DO: Enjoy the moment
Mayfield encourages family caregivers to strive to be present with their loved one.
“Despite health or memory changes, your family member can still enjoy the moment,” she says. “Don’t let your anxiety take away from your time together and the opportunity to step out of the regular pace of life.”
While you may worry about your loved one’s age, declining health or memory loss, this is the perfect time to just enjoy what is, right now.
What to avoid doing during the holidays
You want your parent or family member to have a holiday that is full of connection and love. Many of the professionals and caregivers we talked to urge family caregivers to make sure proposed activities are in line with what your loved one wants. In that spirit, here are a few things that family caregivers can avoid to make their loved one’s holidays more joyful and less stressful.
DON’T: Make decisions for them
“Your elders may not want to come to your house for a holiday meal or a family gathering,” says Suzanne Asaff Blankenship, author of “How to Take Care of Old People Without Losing Your Marbles.” “They may not want to ride around looking at lights. They may not want to go shopping for presents. That’s OK.”
Instead of directing their days or having specific expectations of your loved one, Blankenship recommends you “take the holiday at their pace.” As a bonus, it allows you to relieve any pressure that you may have put on yourself.
DON’T: Expect only happy emotions
The holidays can be an emotional time for older adults. Richard Ueberfluss, owner of Assisting Hands, a home care agency in Naperville, Illinois, points out that widowhood, loss of close friends, separation from family, ill health and memory challenges can lead to feelings of sadness for older loved ones.
Taylor reminds caregivers that it’s OK for loved ones to be sad, to grieve or to need space during the holidays. She adds that you can “let elders talk about loved ones they are grieving as a way of remembering. Don’t be dismissive of this.” Together, you can celebrate the positive aspects of their memories and connections.
DON’T: Quiz them or expect them to remember everything
“If your loved one has cognitive or memory changes, avoid quizzing them on specific dates, people’s names or events,” Axline says.
This can cause a lot of anger and sadness in your loved one, especially if other members of the family are around. Don’t ask if they remember someone you’re introducing them to or what they remember about a specific event or date.

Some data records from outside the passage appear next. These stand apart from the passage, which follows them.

//! Feature Aggregate
//!
//! Feature requests with embedded votes and comments.

pub mod api;
pub mod entity;
pub mod repository;

pub use entity::{Comment, Feature, Reaction, Vote};
pub use repository::{FeatureRepository, SortMode};
//! User Aggregate
//!
//! Accounts, credentials, and the admin user-management surface.

pub mod api;
pub mod entity;
pub mod repository;

pub use entity::{Role, User};
pub use repository::UserRepository;
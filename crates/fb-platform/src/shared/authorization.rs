//! Authorization Context
//!
//! Role-based access control. The acting user is resolved from the bearer
//! token by the middleware and carried through the request as an
//! `AuthContext`; admin-gated handlers call `checks::require_admin`.

use crate::user::entity::{Role, User};

/// Authorization context for a request
#[derive(Debug, Clone)]
pub struct AuthContext {
    /// Acting user ID
    pub user_id: String,

    /// Username for attribution and logging
    pub username: String,

    /// Email address
    pub email: String,

    /// Role, resolved from the user document (not trusted from the token)
    pub role: Role,
}

impl AuthContext {
    pub fn from_user(user: &User) -> Self {
        Self {
            user_id: user.id.clone(),
            username: user.username.clone(),
            email: user.email.clone(),
            role: user.role,
        }
    }

    /// Exact enumerated comparison; never a substring test.
    pub fn is_admin(&self) -> bool {
        self.role == Role::Admin
    }
}

pub mod checks {
    use super::AuthContext;
    use crate::shared::error::{PlatformError, Result};

    /// Require the acting user to hold the admin role.
    pub fn require_admin(ctx: &AuthContext) -> Result<()> {
        if !ctx.is_admin() {
            return Err(PlatformError::forbidden("Admin role required"));
        }
        Ok(())
    }
}

#[cfg(test)]
mod tests {
    use super::*;
    use crate::user::entity::User;

    #[test]
    fn plain_user_is_not_admin() {
        let user = User::new("alice", "alice@example.com", "$argon2id$stub");
        let ctx = AuthContext::from_user(&user);
        assert!(!ctx.is_admin());
        assert!(checks::require_admin(&ctx).is_err());
    }

    #[test]
    fn admin_passes_the_gate() {
        let mut user = User::new("root", "root@example.com", "$argon2id$stub");
        user.role = Role::Admin;
        let ctx = AuthContext::from_user(&user);
        assert!(ctx.is_admin());
        assert!(checks::require_admin(&ctx).is_ok());
    }
}
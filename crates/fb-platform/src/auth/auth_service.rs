//! Authentication Service
//!
//! Bearer token issuance and validation (HS256). Tokens carry the user
//! id, email, and role and expire 30 days after issuance.

use chrono::{Duration, Utc};
use jsonwebtoken::{decode, encode, DecodingKey, EncodingKey, Header, Validation};
use serde::{Deserialize, Serialize};
use tracing::info;

use crate::shared::error::{PlatformError, Result};
use crate::user::entity::{Role, User};

/// JWT claims for access tokens
#[derive(Debug, Clone, Serialize, Deserialize)]
pub struct AccessTokenClaims {
    /// Subject (user ID)
    pub sub: String,

    /// Email address
    pub email: String,

    /// Role at issuance time. Authorization re-reads the role from the
    /// user document, so a stale claim cannot grant admin access.
    pub role: Role,

    /// Issued at (Unix timestamp)
    pub iat: i64,

    /// Expiration time (Unix timestamp)
    pub exp: i64,
}

#[derive(Debug, Clone)]
pub struct AuthConfig {
    /// HMAC secret for HS256
    pub secret_key: String,

    /// Token lifetime in seconds
    pub token_expiry_secs: i64,
}

impl Default for AuthConfig {
    fn default() -> Self {
        Self {
            secret_key: String::new(),
            token_expiry_secs: 86400 * 30, // 30 days
        }
    }
}

pub struct AuthService {
    config: AuthConfig,
    encoding_key: EncodingKey,
    decoding_key: DecodingKey,
}

impl AuthService {
    pub fn new(config: AuthConfig) -> Self {
        let encoding_key = EncodingKey::from_secret(config.secret_key.as_bytes());
        let decoding_key = DecodingKey::from_secret(config.secret_key.as_bytes());

        info!("AuthService initialized with HS256");

        Self {
            config,
            encoding_key,
            decoding_key,
        }
    }

    /// Issue a signed token for a user.
    pub fn generate_token(&self, user: &User) -> Result<String> {
        let now = Utc::now();
        let exp = now + Duration::seconds(self.config.token_expiry_secs);

        let claims = AccessTokenClaims {
            sub: user.id.clone(),
            email: user.email.clone(),
            role: user.role,
            iat: now.timestamp(),
            exp: exp.timestamp(),
        };

        encode(&Header::default(), &claims, &self.encoding_key)
            .map_err(|e| PlatformError::internal(format!("Failed to encode JWT: {}", e)))
    }

    /// Validate signature and expiry, returning the claims.
    pub fn validate_token(&self, token: &str) -> Result<AccessTokenClaims> {
        decode::<AccessTokenClaims>(token, &self.decoding_key, &Validation::default())
            .map(|data| data.claims)
            .map_err(|e| match e.kind() {
                jsonwebtoken::errors::ErrorKind::ExpiredSignature => PlatformError::TokenExpired,
                _ => PlatformError::InvalidToken { message: e.to_string() },
            })
    }
}

/// Extract bearer token from an Authorization header value.
pub fn extract_bearer_token(auth_header: &str) -> Option<&str> {
    auth_header.strip_prefix("Bearer ")
}

#[cfg(test)]
mod tests {
    use super::*;

    fn service() -> AuthService {
        AuthService::new(AuthConfig {
            secret_key: "test-secret".to_string(),
            ..AuthConfig::default()
        })
    }

    #[test]
    fn generate_and_validate_token() {
        let service = service();
        let user = User::new("alice", "alice@example.com", "$argon2id$stub");

        let token = service.generate_token(&user).unwrap();
        let claims = service.validate_token(&token).unwrap();

        assert_eq!(claims.sub, user.id);
        assert_eq!(claims.email, "alice@example.com");
        assert_eq!(claims.role, Role::User);
        assert!(claims.exp > claims.iat);
    }

    #[test]
    fn expired_token_is_rejected() {
        let service = AuthService::new(AuthConfig {
            secret_key: "test-secret".to_string(),
            token_expiry_secs: -3600,
        });
        let user = User::new("alice", "alice@example.com", "$argon2id$stub");

        let token = service.generate_token(&user).unwrap();
        match service.validate_token(&token) {
            Err(PlatformError::TokenExpired) => {}
            other => panic!("expected TokenExpired, got {:?}", other.map(|c| c.sub)),
        }
    }

    #[test]
    fn wrong_secret_is_rejected() {
        let user = User::new("alice", "alice@example.com", "$argon2id$stub");
        let token = service().generate_token(&user).unwrap();

        let other = AuthService::new(AuthConfig {
            secret_key: "different-secret".to_string(),
            ..AuthConfig::default()
        });
        assert!(matches!(
            other.validate_token(&token),
            Err(PlatformError::InvalidToken { .. })
        ));
    }

    #[test]
    fn bearer_prefix_is_required() {
        assert_eq!(extract_bearer_token("Bearer abc123"), Some("abc123"));
        assert_eq!(extract_bearer_token("bearer abc123"), None);
        assert_eq!(extract_bearer_token("Basic abc123"), None);
    }
}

Instead, use music, smells or touch to create a more relaxed and positive environment, says Axline.
DON’T: Force things
Abigale Johnson, a licensed social worker who practices in New York and New Jersey, asks that family caregivers aim to be patient.
“The holidays can be a very difficult time of year for our older loved ones, especially if they have lost their partner or other family members,” she says. “Some of our aging loved ones may appear more irritable, depressed, apathetic, fatigued or isolated. It’s important to be patient, meet them where they are at, which means not forcing them into large family gatherings or busy holiday plans if they are not interested.”
Mayfield adds, “Adjust your expectations, and try to let go of how things used to be. Although easier said than done, look for ways to appreciate who your loved one is now and create moments of gratitude.”
Stop and enjoy the holiday magic, whatever it looks like
There’s no denying that celebrating holidays with an older loved one can be emotional and maybe even stressful. But hopefully, these expert insights and tips help you navigate this time of year with a little more grace and joy. The key is to provide a safe and loving space for your older loved one to enjoy themselves in their own way.
It’s also a time to reconnect and enjoy each other’s presence, so make sure you aren’t putting too much pressure on yourself or them. Tracey Lawrence, author of the book “Dementia Sucks,” says it best: “While the holidays can be a very tough time, they can also be magical. It all depends on how you view them.”